Вышел с одним из молодых, Александром Вампиловым, на балкон последнего, девятого этажа нового писательского дома.
Кормим чаек хлебными крошками.
Слева река Лиелупе, за нею дальние и геометрически аккуратные зеленые луга, пасутся чинные, равнодушные коровы, и это все походило бы на фламандские пасторали, не мешай «Метеор» на подводных крыльях, промчавшийся по Лиелупе.
И справа — море, седое, викинговское, на желтеющих песчаных отмелях чайки, они, завидев «на траверзе» балкона коллег, срываются с отмелей, пропадая на мгновение, и вдруг внезапно ястребками-истребителями взмывают из прибрежной сосновой чащи, камнем падают вниз, но так, чтобы мастерски перехватить у коллег крошки, летящие с балкона.
Следим за полетом чаек.
В лесочке, из-за которого они так красиво взмывают, — остроконечно-готический шпиль лютеранской церкви-кирхи.
Здешние места назывались некогда по-другому. Латвийское название переделали на немецкий лад — «Майори» стало «Майоренгофом».
Не странно ли — именно с Майоренгофом и, более того, как раз вон с той кирхой связаны мои среднеазиатские семейные предания, их драматическая страница.
Сюда в 1912 году приезжали родители. И вовсе — не на курорт.
Здесь, в бывшем Майоренгофе, вон в той кирхе, был совершен церковно-свадебный обряд над моим отцом и моей матерью.
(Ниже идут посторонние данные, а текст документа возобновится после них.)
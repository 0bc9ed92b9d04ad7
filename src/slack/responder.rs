//! Delivery of messages to a slash command's `response_url`.

use async_trait::async_trait;
use reqwest::Client;
use std::sync::Mutex;
use std::time::Duration;
use tracing::{debug, info};
use url::Url;

use crate::error::{BotError, BotResult, truncate_chars};
use crate::models::CallbackMessage;

/// Posts a message back to Slack.
#[async_trait]
pub trait Responder: Send + Sync {
    async fn send(&self, response_url: &Url, text: &str) -> BotResult<()>;
}

/// Responder that posts `{"text": ..., "mrkdwn": true}` over HTTP.
#[derive(Debug, Clone)]
pub struct SlackResponder {
    client: Client,
}

impl SlackResponder {
    pub fn new(timeout: Duration) -> BotResult<Self> {
        let client = Client::builder()
            .timeout(timeout)
            .build()
            .map_err(|e| BotError::config(format!("Failed to create HTTP client: {}", e)))?;
        Ok(Self { client })
    }
}

#[async_trait]
impl Responder for SlackResponder {
    async fn send(&self, response_url: &Url, text: &str) -> BotResult<()> {
        debug!(chars = text.chars().count(), "Posting to response_url");

        let response = self
            .client
            .post(response_url.clone())
            .json(&CallbackMessage::mrkdwn(text))
            .send()
            .await
            .map_err(|e| BotError::delivery(format!("Failed to post to response_url: {}", e)))?;

        let status = response.status();
        if !status.is_success() {
            let body = response.text().await.unwrap_or_default();
            return Err(BotError::delivery(format!(
                "response_url returned {}: {}",
                status,
                truncate_chars(&body, 200)
            )));
        }

        info!(status = status.as_u16(), "Response delivered");
        Ok(())
    }
}

/// Responder that keeps every message in memory instead of sending it.
#[derive(Debug, Default)]
pub struct RecordingResponder {
    sent: Mutex<Vec<(Url, String)>>,
    fail: bool,
}

impl RecordingResponder {
    pub fn new() -> Self {
        Self::default()
    }

    /// Records messages but reports every delivery as failed.
    pub fn failing() -> Self {
        Self {
            sent: Mutex::new(Vec::new()),
            fail: true,
        }
    }

    /// Texts sent so far, in order.
    pub fn messages(&self) -> Vec<String> {
        self.sent
            .lock()
            .map(|s| s.iter().map(|(_, text)| text.clone()).collect())
            .unwrap_or_default()
    }

    /// Destination URLs, in order.
    pub fn urls(&self) -> Vec<Url> {
        self.sent
            .lock()
            .map(|s| s.iter().map(|(url, _)| url.clone()).collect())
            .unwrap_or_default()
    }
}

#[async_trait]
impl Responder for RecordingResponder {
    async fn send(&self, response_url: &Url, text: &str) -> BotResult<()> {
        if let Ok(mut sent) = self.sent.lock() {
            sent.push((response_url.clone(), text.to_string()));
        }
        if self.fail {
            return Err(BotError::delivery("recording responder configured to fail"));
        }
        Ok(())
    }
}
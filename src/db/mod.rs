//! Database access layer.
//!
//! - Connection pool with checkout/release accounting
//! - Read-only query execution
//! - PostgreSQL row decoding

pub mod executor;
pub mod mock;
pub mod pool;
pub mod types;

pub use executor::QueryExecutor;
pub use mock::{MockBehavior, MockConnectionSource};
pub use pool::{
    ConnectionPool, ConnectionSource, PgConnectionSource, PoolSnapshot, PooledConnection,
    SqlConnection,
};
И здесь принял отец мой христианское, лютеранское вероисповедание.
Шпиль кирхи прорезывается над изящными корабельными соснами в балтийской сизой дымке, ведя меня в начало двадцатого века, в его юность, полную тревожных предчувствий.
Смутно помню двор хлопкоочистительного завода богатых бухарских евреев, братьев Потеляховых, и душащую, взмывающую над двором, лезущую во внутренности белую пыль, и казавшиеся мне, маленькому, гигантскими горами кипы хлопка, и скрип арб с колесами в человеческий рост, тоже казавшимися мне колоссальными, — дехкане свозили хлопок на завод из окрестных кишлаков…
Здесь, в хлопке, полиция искала прячущихся людей, не имевших права жительства…
На этом заводе служил мой отец, которого я помню так же смутно, как и двор, — все сквозь далекую-далекую дымку…
Однажды у хлопковых гор появились люди в белых форменных рубахах, с красивыми кокардами на фуражках, с шашками, бившими по черным штанам, заправленным в белые полотняные сапоги.
Обнажив шашки, стали протыкать хлопок то в одном, то в другом месте.
Меня очень развлекало это зрелище, и я не мог от него оторваться. Мать стояла рядом, судорожно сжимая мою руку в своей, — это я тоже запомнил.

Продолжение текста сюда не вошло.